Commercially, no. Personally, yes. The reason is quite simple: the fact that I was able to put in music and lyrics a complex story that I carried for almost 35 years and release it to the world, was a great deal on its own. I was and still am fully satisfied with it, even if I would do things differently now.
In an era of streaming only, way more people than I anticipated bought the CD. From the overkill amount of 100 copies (the minimum order at the time), I still have 45. Considering that my aim was to print 50 copies, that’s good enough.
The key concept is: what constitutes a successful music release? I’m not a career artist, I have neither a label nor lucky connections in the industry. I might even be prolific if this was my main activity — alas, it’s not, therefore I can’t use the same metrics as someone who pours every ounce of energy and time into promoting the shit out of everything they relentlessly publish.

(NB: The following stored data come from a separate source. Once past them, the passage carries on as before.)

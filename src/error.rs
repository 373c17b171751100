//! # Error Handling
//!
//! Two families of errors live here:
//!
//! - **AppError**: failures of the HTTP surface (config endpoint, bad requests).
//!   These are converted into JSON responses through Actix's `ResponseError`.
//! - **CallError**: failures of a live voice call. Only a few of them end a
//!   call; the rest are recovered locally by skipping one unit of work
//!   (one audio chunk, one outbound frame).
//!
//! ## Fatal vs recoverable:
//! - `PermissionDenied`, `DeviceUnavailable` and `Connect` end the call attempt
//! - `MalformedFrame` drops one inbound chunk, playback continues
//! - `TransportClosed` drops one outbound frame during teardown

use actix_web::{HttpResponse, ResponseError};
use serde_json::json;
use std::fmt;

/// Errors returned by the HTTP handlers.
///
/// ## Usage Example:
/// ```rust,ignore
/// return Err(AppError::BadRequest("Invalid JSON".to_string()));
/// ```
#[derive(Debug)]
pub enum AppError {
    /// Internal server errors
    Internal(String),

    /// Client sent invalid or malformed data
    BadRequest(String),

    /// Configuration file or environment variable problems
    ConfigError(String),

    /// User input failed validation rules
    ValidationError(String),

    /// The server is at capacity (e.g. the concurrent call limit)
    Unavailable(String),
}

impl fmt::Display for AppError {
    fn fmt(&self, f: &mut fmt::Formatter<'_>) -> fmt::Result {
        match self {
            AppError::Internal(msg) => write!(f, "Internal error: {}", msg),
            AppError::BadRequest(msg) => write!(f, "Bad request: {}", msg),
            AppError::ConfigError(msg) => write!(f, "Configuration error: {}", msg),
            AppError::ValidationError(msg) => write!(f, "Validation error: {}", msg),
            AppError::Unavailable(msg) => write!(f, "Service unavailable: {}", msg),
        }
    }
}

/// Maps each error to a status code and a JSON body:
///
/// ```json
/// { "error": { "type": "validation_error", "message": "...", "timestamp": "..." } }
/// ```
impl ResponseError for AppError {
    fn error_response(&self) -> HttpResponse {
        let (status, error_type, message) = match self {
            AppError::Internal(msg) => (
                actix_web::http::StatusCode::INTERNAL_SERVER_ERROR,
                "internal_error",
                msg.clone(),
            ),
            AppError::BadRequest(msg) => (
                actix_web::http::StatusCode::BAD_REQUEST,
                "bad_request",
                msg.clone(),
            ),
            AppError::ConfigError(msg) => (
                actix_web::http::StatusCode::INTERNAL_SERVER_ERROR,
                "config_error",
                msg.clone(),
            ),
            AppError::ValidationError(msg) => (
                actix_web::http::StatusCode::BAD_REQUEST,
                "validation_error",
                msg.clone(),
            ),
            AppError::Unavailable(msg) => (
                actix_web::http::StatusCode::SERVICE_UNAVAILABLE,
                "service_unavailable",
                msg.clone(),
            ),
        };

        HttpResponse::build(status).json(json!({
            "error": {
                "type": error_type,
                "message": message,
                "timestamp": chrono::Utc::now().to_rfc3339()
            }
        }))
    }
}

/// Config validation returns `anyhow` errors, so a failed update surfaces
/// as a validation problem rather than a 500.
impl From<anyhow::Error> for AppError {
    fn from(err: anyhow::Error) -> Self {
        AppError::ValidationError(err.to_string())
    }
}

impl From<serde_json::Error> for AppError {
    fn from(err: serde_json::Error) -> Self {
        AppError::BadRequest(format!("JSON parsing error: {}", err))
    }
}

impl From<config::ConfigError> for AppError {
    fn from(err: config::ConfigError) -> Self {
        AppError::ConfigError(err.to_string())
    }
}

/// Shorthand for handler results.
pub type AppResult<T> = Result<T, AppError>;

/// Errors raised while setting up or running a live voice call.
#[derive(Debug, Clone, PartialEq, Eq)]
pub enum CallError {
    /// Microphone access was refused by the user or the host.
    PermissionDenied(String),

    /// The microphone or playback device could not be opened.
    DeviceUnavailable(String),

    /// The speech service connection could not be opened.
    Connect(String),

    /// An audio payload could not be decoded.
    MalformedFrame(String),

    /// Audio was sent after the transport closed.
    TransportClosed,

    /// The outbound queue is full because the socket writer fell behind.
    OutboundFull,

    /// The operation is not valid in the current call phase.
    InvalidState(String),

    /// The call was ended while it was still connecting.
    Cancelled,
}

impl CallError {
    /// Whether this error ends the call attempt.
    pub fn is_fatal(&self) -> bool {
        matches!(
            self,
            CallError::PermissionDenied(_) | CallError::DeviceUnavailable(_) | CallError::Connect(_)
        )
    }

    /// Machine-readable code used in WebSocket error messages.
    pub fn code(&self) -> &'static str {
        match self {
            CallError::PermissionDenied(_) => "permission_denied",
            CallError::DeviceUnavailable(_) => "device_unavailable",
            CallError::Connect(_) => "connect_error",
            CallError::MalformedFrame(_) => "malformed_frame",
            CallError::TransportClosed => "transport_closed",
            CallError::OutboundFull => "outbound_full",
            CallError::InvalidState(_) => "invalid_state",
            CallError::Cancelled => "cancelled",
        }
    }
}

impl fmt::Display for CallError {
    fn fmt(&self, f: &mut fmt::Formatter<'_>) -> fmt::Result {
        match self {
            CallError::PermissionDenied(msg) => write!(f, "Microphone permission denied: {}", msg),
            CallError::DeviceUnavailable(msg) => write!(f, "Audio device unavailable: {}", msg),
            CallError::Connect(msg) => write!(f, "Failed to connect to speech service: {}", msg),
            CallError::MalformedFrame(msg) => write!(f, "Malformed audio frame: {}", msg),
            CallError::TransportClosed => write!(f, "Transport closed during send"),
            CallError::OutboundFull => write!(f, "Outbound audio queue full"),
            CallError::InvalidState(msg) => write!(f, "Invalid call state: {}", msg),
            CallError::Cancelled => write!(f, "Call ended while connecting"),
        }
    }
}

impl std::error::Error for CallError {}
//! # Live Session Wire Protocol
//!
//! JSON messages exchanged with the bidirectional speech service.
//!
//! ## Client → Service:
//! - **setup**: sent once after the socket opens; model, voice, prompt, and
//!   requests for incremental transcription of both sides
//! - **realtimeInput**: one per microphone frame, `{ data, mimeType }`
//!
//! ## Service → Client:
//! - **setupComplete**: the session is open, audio may flow
//! - **serverContent**: any mix of synthesized audio, transcription fragments,
//!   `interrupted` and `turnComplete`
//! - **goAway**: the service will drop the connection soon

use crate::audio::codec::AudioFormat;
use serde::{Deserialize, Serialize};

/// Which side of the conversation a transcript belongs to.
#[derive(Debug, Clone, Copy, PartialEq, Eq, Hash, Serialize, Deserialize)]
#[serde(rename_all = "lowercase")]
pub enum SpeakerRole {
    /// The user at the microphone
    Local,
    /// The speech model
    Remote,
}

impl SpeakerRole {
    pub fn as_str(&self) -> &'static str {
        match self {
            SpeakerRole::Local => "local",
            SpeakerRole::Remote => "remote",
        }
    }
}

/// Inbound events, decoded from service messages.
#[derive(Debug, Clone, PartialEq)]
pub enum ServerEvent {
    /// Synthesized audio as transport text (base64 PCM)
    AudioChunk(String),
    /// Incremental transcription of one side
    TranscriptFragment { role: SpeakerRole, text: String },
    /// The service finished its turn
    TurnComplete,
    /// The user started talking over synthesized audio
    Interrupted,
    /// Something went wrong; fatal errors end the call
    Error { detail: String, fatal: bool },
}

/// What a call asks of the service when it connects.
#[derive(Debug, Clone, PartialEq)]
pub struct SessionSetup {
    pub model: String,
    pub voice_name: String,
    pub system_instruction: String,
    pub input_sample_rate: u32,
    pub transcribe_input: bool,
    pub transcribe_output: bool,
}

#[derive(Debug, Serialize)]
#[serde(rename_all = "camelCase")]
pub struct SetupMessage {
    pub setup: Setup,
}

#[derive(Debug, Serialize)]
#[serde(rename_all = "camelCase")]
pub struct Setup {
    pub model: String,
    pub generation_config: GenerationConfig,
    pub system_instruction: Content,
    #[serde(skip_serializing_if = "Option::is_none")]
    pub input_audio_transcription: Option<Empty>,
    #[serde(skip_serializing_if = "Option::is_none")]
    pub output_audio_transcription: Option<Empty>,
}

#[derive(Debug, Serialize)]
#[serde(rename_all = "camelCase")]
pub struct GenerationConfig {
    pub response_modalities: Vec<String>,
    pub speech_config: SpeechConfig,
}

#[derive(Debug, Serialize)]
#[serde(rename_all = "camelCase")]
pub struct SpeechConfig {
    pub voice_config: VoiceConfig,
}

#[derive(Debug, Serialize)]
#[serde(rename_all = "camelCase")]
pub struct VoiceConfig {
    pub prebuilt_voice_config: PrebuiltVoiceConfig,
}

#[derive(Debug, Serialize)]
#[serde(rename_all = "camelCase")]
pub struct PrebuiltVoiceConfig {
    pub voice_name: String,
}

/// Serializes as `{}`.
#[derive(Debug, Default, Serialize, Deserialize)]
pub struct Empty {}

#[derive(Debug, Default, Serialize, Deserialize)]
#[serde(rename_all = "camelCase")]
pub struct Content {
    #[serde(default)]
    pub parts: Vec<Part>,
}

#[derive(Debug, Default, Serialize, Deserialize)]
#[serde(rename_all = "camelCase")]
pub struct Part {
    #[serde(default, skip_serializing_if = "Option::is_none")]
    pub text: Option<String>,
    #[serde(default, skip_serializing_if = "Option::is_none")]
    pub inline_data: Option<Blob>,
}

#[derive(Debug, Serialize, Deserialize)]
#[serde(rename_all = "camelCase")]
pub struct Blob {
    pub data: String,
    pub mime_type: String,
}

impl SetupMessage {
    pub fn new(setup: &SessionSetup) -> Self {
        Self {
            setup: Setup {
                model: setup.model.clone(),
                generation_config: GenerationConfig {
                    response_modalities: vec!["AUDIO".to_string()],
                    speech_config: SpeechConfig {
                        voice_config: VoiceConfig {
                            prebuilt_voice_config: PrebuiltVoiceConfig {
                                voice_name: setup.voice_name.clone(),
                            },
                        },
                    },
                },
                system_instruction: Content {
                    parts: vec![Part {
                        text: Some(setup.system_instruction.clone()),
                        inline_data: None,
                    }],
                },
                input_audio_transcription: setup.transcribe_input.then(Empty::default),
                output_audio_transcription: setup.transcribe_output.then(Empty::default),
            },
        }
    }
}

/// One microphone frame on its way out.
#[derive(Debug, Serialize)]
#[serde(rename_all = "camelCase")]
pub struct RealtimeInputMessage {
    pub realtime_input: RealtimeInput,
}

#[derive(Debug, Serialize)]
pub struct RealtimeInput {
    pub audio: Blob,
}

impl RealtimeInputMessage {
    pub fn audio(data: String, format: AudioFormat) -> Self {
        Self {
            realtime_input: RealtimeInput {
                audio: Blob {
                    data,
                    mime_type: format.mime_type(),
                },
            },
        }
    }
}

/// Any message the service may send. Unknown fields are ignored.
#[derive(Debug, Default, Deserialize)]
#[serde(rename_all = "camelCase")]
pub struct ServerMessage {
    #[serde(default)]
    pub setup_complete: Option<Empty>,
    #[serde(default)]
    pub server_content: Option<ServerContent>,
    #[serde(default)]
    pub go_away: Option<GoAway>,
}

#[derive(Debug, Default, Deserialize)]
#[serde(rename_all = "camelCase")]
pub struct ServerContent {
    #[serde(default)]
    pub model_turn: Option<Content>,
    #[serde(default)]
    pub input_transcription: Option<Transcription>,
    #[serde(default)]
    pub output_transcription: Option<Transcription>,
    #[serde(default)]
    pub turn_complete: bool,
    #[serde(default)]
    pub interrupted: bool,
}

#[derive(Debug, Default, Deserialize)]
pub struct Transcription {
    #[serde(default)]
    pub text: Option<String>,
}

#[derive(Debug, Default, Deserialize)]
#[serde(rename_all = "camelCase")]
pub struct GoAway {
    #[serde(default)]
    pub time_left: Option<String>,
}

impl ServerMessage {
    pub fn parse(payload: &[u8]) -> Result<Self, serde_json::Error> {
        serde_json::from_slice(payload)
    }

    pub fn is_setup_complete(&self) -> bool {
        self.setup_complete.is_some()
    }

    /// Flatten into events.
    ///
    /// One message may carry several kinds at once. They come out as: input
    /// transcription, output transcription, audio parts, interrupted, turn
    /// complete, so a turn completion sees the fragments delivered with it.
    pub fn into_events(self) -> Vec<ServerEvent> {
        let mut events = Vec::new();

        if let Some(content) = self.server_content {
            let fragments = [
                (SpeakerRole::Local, content.input_transcription),
                (SpeakerRole::Remote, content.output_transcription),
            ];
            for (role, transcription) in fragments {
                if let Some(text) = transcription.and_then(|t| t.text).filter(|t| !t.is_empty()) {
                    events.push(ServerEvent::TranscriptFragment { role, text });
                }
            }

            if let Some(turn) = content.model_turn {
                events.extend(
                    turn.parts
                        .into_iter()
                        .filter_map(|part| part.inline_data)
                        .filter(|blob| blob.mime_type.starts_with("audio/pcm"))
                        .map(|blob| ServerEvent::AudioChunk(blob.data)),
                );
            }

            if content.interrupted {
                events.push(ServerEvent::Interrupted);
            }
            if content.turn_complete {
                events.push(ServerEvent::TurnComplete);
            }
        }

        if let Some(go_away) = self.go_away {
            events.push(ServerEvent::Error {
                detail: format!(
                    "service is closing the session (time left: {})",
                    go_away.time_left.as_deref().unwrap_or("unknown")
                ),
                fatal: false,
            });
        }

        events
    }
}
//! # Application State Management
//!
//! State shared by every HTTP handler and WebSocket bridge.
//!
//! ## Arc<RwLock<T>> Pattern:
//! - **Arc**: many handlers hold a reference to the same data
//! - **RwLock**: many concurrent readers, or one writer
//!
//! Configuration is read on every call start and written only by the config
//! endpoint. Call metrics are written at call start and end.
//!
//! A poisoned lock is recovered rather than propagated: the protected data is
//! plain counters and a config struct, both valid after any panic.

use crate::config::AppConfig;
use serde::Serialize;
use std::sync::{Arc, RwLock, RwLockReadGuard, RwLockWriteGuard};
use std::time::Instant;

/// The main application state shared across all request handlers.
#[derive(Debug, Clone)]
pub struct AppState {
    /// Application configuration (can be updated at runtime)
    pub config: Arc<RwLock<AppConfig>>,

    /// Call counters
    pub metrics: Arc<RwLock<CallMetrics>>,

    /// When the server started
    pub start_time: Instant,
}

/// Counters over the lifetime of the server.
///
/// ## Fields:
/// - **calls_started**: calls that reached `start()`
/// - **calls_failed**: calls whose start failed with a fatal error (not cancellations)
/// - **calls_rejected**: bridge connections refused because of the call limit
/// - **active_calls**: bridges currently holding a call slot
#[derive(Debug, Default, Clone, Serialize)]
pub struct CallMetrics {
    pub calls_started: u64,
    pub calls_failed: u64,
    pub calls_rejected: u64,
    pub active_calls: usize,
}

fn read<T>(lock: &RwLock<T>) -> RwLockReadGuard<'_, T> {
    lock.read().unwrap_or_else(|poisoned| poisoned.into_inner())
}

fn write<T>(lock: &RwLock<T>) -> RwLockWriteGuard<'_, T> {
    lock.write().unwrap_or_else(|poisoned| poisoned.into_inner())
}

impl AppState {
    pub fn new(config: AppConfig) -> Self {
        Self {
            config: Arc::new(RwLock::new(config)),
            metrics: Arc::new(RwLock::new(CallMetrics::default())),
            start_time: Instant::now(),
        }
    }

    /// Get a copy of the current configuration.
    ///
    /// Cloning releases the lock immediately, so a call start never blocks a
    /// config update for longer than the copy.
    pub fn get_config(&self) -> AppConfig {
        read(&self.config).clone()
    }

    /// Replace the configuration after validating it.
    pub fn update_config(&self, new_config: AppConfig) -> Result<(), String> {
        new_config.validate().map_err(|e| e.to_string())?;
        *write(&self.config) = new_config;
        Ok(())
    }

    /// Claim a call slot. Returns `false` when `max_concurrent_calls` bridges
    /// already hold one.
    pub fn try_acquire_call_slot(&self) -> bool {
        let limit = read(&self.config).performance.max_concurrent_calls;
        let mut metrics = write(&self.metrics);
        if metrics.active_calls >= limit {
            metrics.calls_rejected += 1;
            return false;
        }
        metrics.active_calls += 1;
        true
    }

    /// Give a call slot back. Never goes below zero.
    pub fn release_call_slot(&self) {
        let mut metrics = write(&self.metrics);
        metrics.active_calls = metrics.active_calls.saturating_sub(1);
    }

    pub fn record_call_started(&self) {
        write(&self.metrics).calls_started += 1;
    }

    pub fn record_call_failed(&self) {
        write(&self.metrics).calls_failed += 1;
    }

    pub fn get_metrics_snapshot(&self) -> CallMetrics {
        read(&self.metrics).clone()
    }

    pub fn get_uptime_seconds(&self) -> u64 {
        self.start_time.elapsed().as_secs()
    }
}
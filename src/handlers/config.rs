use crate::{config::AppConfig, error::{AppError, AppResult}, state::AppState};
use actix_web::{web, HttpResponse};
use serde_json::json;

/// Configuration as reported over HTTP. The API key is replaced by a flag.
fn public_config(config: &AppConfig) -> serde_json::Value {
    json!({
        "server": {
            "host": config.server.host,
            "port": config.server.port
        },
        "live": {
            "endpoint": config.live.endpoint,
            "api_key_configured": !config.live.api_key.is_empty(),
            "model": config.live.model,
            "voice_name": config.live.voice_name,
            "system_instruction": config.live.system_instruction,
            "connect_timeout_ms": config.live.connect_timeout_ms
        },
        "audio": {
            "input_sample_rate": config.audio.input_sample_rate,
            "output_sample_rate": config.audio.output_sample_rate,
            "channels": config.audio.channels,
            "capture_frame_size": config.audio.capture_frame_size
        },
        "performance": {
            "max_concurrent_calls": config.performance.max_concurrent_calls
        }
    })
}

pub async fn get_config(state: web::Data<AppState>) -> AppResult<HttpResponse> {
    let config = state.get_config();

    Ok(HttpResponse::Ok().json(json!({
        "timestamp": chrono::Utc::now().to_rfc3339(),
        "config": public_config(&config)
    })))
}

/// Apply a partial update. Takes effect for calls started afterwards.
pub async fn update_config(
    state: web::Data<AppState>,
    body: web::Json<serde_json::Value>,
) -> AppResult<HttpResponse> {
    let json_str = serde_json::to_string(&body.into_inner())?;

    let mut current_config = state.get_config();
    current_config.update_from_json(&json_str)?;

    state
        .update_config(current_config.clone())
        .map_err(AppError::ValidationError)?;

    tracing::info!(
        model = %current_config.live.model,
        voice = %current_config.live.voice_name,
        "Configuration updated"
    );

    Ok(HttpResponse::Ok().json(json!({
        "status": "success",
        "message": "Configuration updated successfully",
        "timestamp": chrono::Utc::now().to_rfc3339(),
        "updated_config": public_config(&current_config)
    })))
}

#[cfg(test)]
mod tests {
    use super::*;
    use actix_web::{http::StatusCode, test, App};

    fn app_state() -> AppState {
        let mut config = AppConfig::default();
        config.live.api_key = "secret-key".to_string();
        AppState::new(config)
    }

    #[actix_web::test]
    async fn test_get_config_redacts_key() {
        let app = test::init_service(
            App::new()
                .app_data(web::Data::new(app_state()))
                .route("/config", web::get().to(get_config)),
        )
        .await;

        let req = test::TestRequest::get().uri("/config").to_request();
        let body: serde_json::Value = test::call_and_read_body_json(&app, req).await;

        assert_eq!(body["config"]["live"]["api_key_configured"], true);
        assert_eq!(body["config"]["audio"]["capture_frame_size"], 4096);
        assert!(!body.to_string().contains("secret-key"));
    }

    #[actix_web::test]
    async fn test_update_config_applies_partial_change() {
        let state = app_state();
        let app = test::init_service(
            App::new()
                .app_data(web::Data::new(state.clone()))
                .route("/config", web::put().to(update_config)),
        )
        .await;

        let req = test::TestRequest::put()
            .uri("/config")
            .set_json(json!({"live": {"voice_name": "Puck"}}))
            .to_request();
        let resp = test::call_service(&app, req).await;

        assert_eq!(resp.status(), StatusCode::OK);
        assert_eq!(state.get_config().live.voice_name, "Puck");
        assert_eq!(state.get_config().live.api_key, "secret-key");
    }

    #[actix_web::test]
    async fn test_update_config_rejects_invalid_frame_size() {
        let state = app_state();
        let app = test::init_service(
            App::new()
                .app_data(web::Data::new(state.clone()))
                .route("/config", web::put().to(update_config)),
        )
        .await;

        let req = test::TestRequest::put()
            .uri("/config")
            .set_json(json!({"audio": {"capture_frame_size": 1000}}))
            .to_request();
        let resp = test::call_service(&app, req).await;

        assert_eq!(resp.status(), StatusCode::BAD_REQUEST);
        assert_eq!(state.get_config().audio.capture_frame_size, 4096);
    }
}
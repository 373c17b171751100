//! # Health Endpoint
//!
//! Liveness plus a small picture of the call load and which speech model and
//! voice new calls will use. The API key is never reported; only whether one
//! is configured.

use crate::config::AppConfig;
use crate::state::{AppState, CallMetrics};
use actix_web::{web, HttpResponse};
use serde_json::json;

pub async fn health_check(state: web::Data<AppState>) -> HttpResponse {
    let metrics = state.get_metrics_snapshot();
    let config = state.get_config();

    HttpResponse::Ok().json(json!({
        "status": "healthy",
        "timestamp": chrono::Utc::now().to_rfc3339(),
        "uptime_seconds": state.get_uptime_seconds(),
        "service": {
            "name": env!("CARGO_PKG_NAME"),
            "version": env!("CARGO_PKG_VERSION"),
            "host": config.server.host,
            "port": config.server.port
        },
        "calls": {
            "started": metrics.calls_started,
            "failed": metrics.calls_failed,
            "rejected": metrics.calls_rejected,
            "active": metrics.active_calls
        },
        "live": {
            "model": config.live.model,
            "voice_name": config.live.voice_name,
            "api_key_configured": !config.live.api_key.is_empty()
        },
        "system": load_status(&config, &metrics)
    }))
}

fn load_status(config: &AppConfig, metrics: &CallMetrics) -> serde_json::Value {
    let max_calls = config.performance.max_concurrent_calls;
    let usage = if max_calls > 0 {
        metrics.active_calls as f64 / max_calls as f64
    } else {
        0.0
    };

    let status = if usage >= 1.0 {
        "at_capacity"
    } else if usage > 0.7 {
        "moderate_load"
    } else {
        "normal"
    };

    json!({
        "status": status,
        "call_usage_percent": (usage * 100.0).round(),
        "max_calls": max_calls,
        "current_calls": metrics.active_calls
    })
}

#[cfg(test)]
mod tests {
    use super::*;
    use actix_web::{test, App};

    #[actix_web::test]
    async fn test_health_hides_api_key() {
        let mut config = AppConfig::default();
        config.live.api_key = "secret-key".to_string();
        let state = AppState::new(config);

        let app = test::init_service(
            App::new()
                .app_data(web::Data::new(state))
                .route("/health", web::get().to(health_check)),
        )
        .await;

        let req = test::TestRequest::get().uri("/health").to_request();
        let body: serde_json::Value = test::call_and_read_body_json(&app, req).await;

        assert_eq!(body["status"], "healthy");
        assert_eq!(body["live"]["voice_name"], "Zephyr");
        assert_eq!(body["live"]["api_key_configured"], true);
        assert!(!body.to_string().contains("secret-key"));
    }

    #[actix_web::test]
    async fn test_load_status_levels() {
        let mut config = AppConfig::default();
        config.performance.max_concurrent_calls = 4;

        let mut metrics = CallMetrics::default();
        assert_eq!(load_status(&config, &metrics)["status"], "normal");

        metrics.active_calls = 3;
        assert_eq!(load_status(&config, &metrics)["status"], "moderate_load");

        metrics.active_calls = 4;
        let status = load_status(&config, &metrics);
        assert_eq!(status["status"], "at_capacity");
        assert_eq!(status["call_usage_percent"], 100.0);
    }
}
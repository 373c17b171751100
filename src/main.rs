//! # Voice Call Backend - Main Application Entry Point
//!
//! Sets up an Actix-web HTTP server that hosts the live call bridge.
//!
//! ## Startup:
//! 1. **Environment**: `.env` is loaded if present
//! 2. **Logging**: tracing subscriber with `RUST_LOG` filtering
//! 3. **Configuration**: defaults → `config.toml` → `APP_*` → `HOST`/`PORT`/`GEMINI_API_KEY`
//! 4. **Server**: CORS, request tracing, routes from [`voice_call_backend::configure_routes`]
//! 5. **Shutdown**: SIGINT or SIGTERM stops the server gracefully

use actix_cors::Cors;
use actix_web::{web, App, HttpServer};
use anyhow::Result;
use tracing::{error, info, warn};
use tracing_actix_web::TracingLogger;
use tracing_subscriber::{layer::SubscriberExt, util::SubscriberInitExt};
use voice_call_backend::config::AppConfig;
use voice_call_backend::state::AppState;

#[actix_web::main]
async fn main() -> Result<()> {
    // It's fine if there is no .env file
    dotenv::dotenv().ok();

    init_tracing();

    let config = AppConfig::load()?;
    config.validate()?;

    info!("Starting voice-call-backend v{}", env!("CARGO_PKG_VERSION"));
    info!(
        host = %config.server.host,
        port = config.server.port,
        model = %config.live.model,
        voice = %config.live.voice_name,
        "Configuration loaded"
    );
    if config.live.api_key.is_empty() {
        warn!("No speech service API key configured; calls will fail to connect");
    }

    let app_state = AppState::new(config.clone());
    let bind_addr = format!("{}:{}", config.server.host, config.server.port);

    info!("Starting HTTP server on {}", bind_addr);

    let server = HttpServer::new(move || {
        let cors = Cors::default()
            .allow_any_origin()
            .allow_any_method()
            .allow_any_header()
            .max_age(3600);

        App::new()
            .app_data(web::Data::new(app_state.clone()))
            .wrap(cors)
            .wrap(TracingLogger::default())
            .configure(voice_call_backend::configure_routes)
    })
    .bind(&bind_addr)?
    .run();

    let server_handle = server.handle();
    let server_task = tokio::spawn(server);

    tokio::select! {
        result = server_task => {
            match result {
                Ok(Err(e)) => error!("Server error: {}", e),
                Err(e) => error!("Server task error: {}", e),
                Ok(Ok(())) => {}
            }
        }
        signal = wait_for_shutdown() => {
            match signal {
                Ok(name) => info!("Received {}, stopping server...", name),
                Err(e) => error!("Failed to listen for shutdown signals: {}", e),
            }
            server_handle.stop(true).await;
        }
    }

    info!("Server stopped gracefully");
    Ok(())
}

/// Initialize tracing.
///
/// `RUST_LOG` controls what gets logged; without it the default is
/// `voice_call_backend=debug,actix_web=info`.
fn init_tracing() {
    tracing_subscriber::registry()
        .with(
            tracing_subscriber::EnvFilter::try_from_default_env()
                .unwrap_or_else(|_| "voice_call_backend=debug,actix_web=info".into()),
        )
        .with(tracing_subscriber::fmt::layer())
        .init();
}

/// Resolve on the first SIGINT or SIGTERM, with the signal's name.
#[cfg(unix)]
async fn wait_for_shutdown() -> std::io::Result<&'static str> {
    use tokio::signal::unix::{signal, SignalKind};

    let mut sigterm = signal(SignalKind::terminate())?;
    let mut sigint = signal(SignalKind::interrupt())?;

    tokio::select! {
        _ = sigterm.recv() => Ok("SIGTERM"),
        _ = sigint.recv() => Ok("SIGINT"),
    }
}

#[cfg(not(unix))]
async fn wait_for_shutdown() -> std::io::Result<&'static str> {
    tokio::signal::ctrl_c().await?;
    Ok("Ctrl+C")
}
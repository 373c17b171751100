//! # Audio Module
//!
//! Everything that touches audio samples during a live call.
//!
//! ## Key Components:
//! - **Codec**: float ↔ 16-bit PCM ↔ base64 transport text
//! - **Playback**: gap-free scheduling of synthesized audio, with barge-in flush
//! - **Capture**: fixed-size microphone frames forwarded while unmuted
//!
//! ## Audio Format Requirements:
//! - **Capture**: 16kHz, 16-bit PCM, mono, little-endian
//! - **Playback**: 24kHz, 16-bit PCM, mono, little-endian

pub mod capture;
pub mod codec;
pub mod playback;

use crate::error::CallError;
use std::future::Future;

pub use capture::{CapturePump, CaptureTap, MicrophoneStream};
pub use codec::{AudioFormat, DecodedAudio};
pub use playback::{PlaybackDevice, PlaybackHandle, PlaybackScheduler};

/// Host access to the microphone and the playback device.
///
/// Both calls may suspend (permission prompts, device start-up); everything
/// after them in a call is synchronous.
pub trait MediaDevices {
    type Playback: PlaybackDevice + 'static;

    /// Ask for the microphone. Refusal maps to `CallError::PermissionDenied`.
    fn open_microphone(&self) -> impl Future<Output = Result<MicrophoneStream, CallError>>;

    /// Open the output device.
    fn open_playback(&self) -> impl Future<Output = Result<Self::Playback, CallError>>;
}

Speaking about expenses, I also didn’t care about reaching a break-even point. Too difficult to distinguish what was personal and what was exclusively related to the music album. During production, my wife and I travelled a few times to Berlin so that I could continue my personal research and see the concentration camp where my grandfather spent four years. Are those personal expenses? Of course, I brought my Zoom H5 and captured the train tannoy system that I’d used as an intro on nine songs, among other ambience recordings around the German capital. Nonetheless, it’s impossible to discern all that was personal and what was work on the album.
Anyway, considering the expenses derived from the pure production and release process, I made a third of the money I spent. Had I mastered the songs and managed the release myself, I would have had my break-even moment now. Of course it’s a moot point: without my then manager and the mastering engineer I wouldn’t have had the precious amount of insights and experience I gained through those collaborations.
The crucial consideration is: I don’t care that I spent more money than what I earned from it. All I wanted was to tell a story in the best possible way I was capable of, hopefully expressing feelings that could resonate with someone else. That I’ve done. Way more people than I expected have been enjoying the songs and the story to the point of telling it publicly.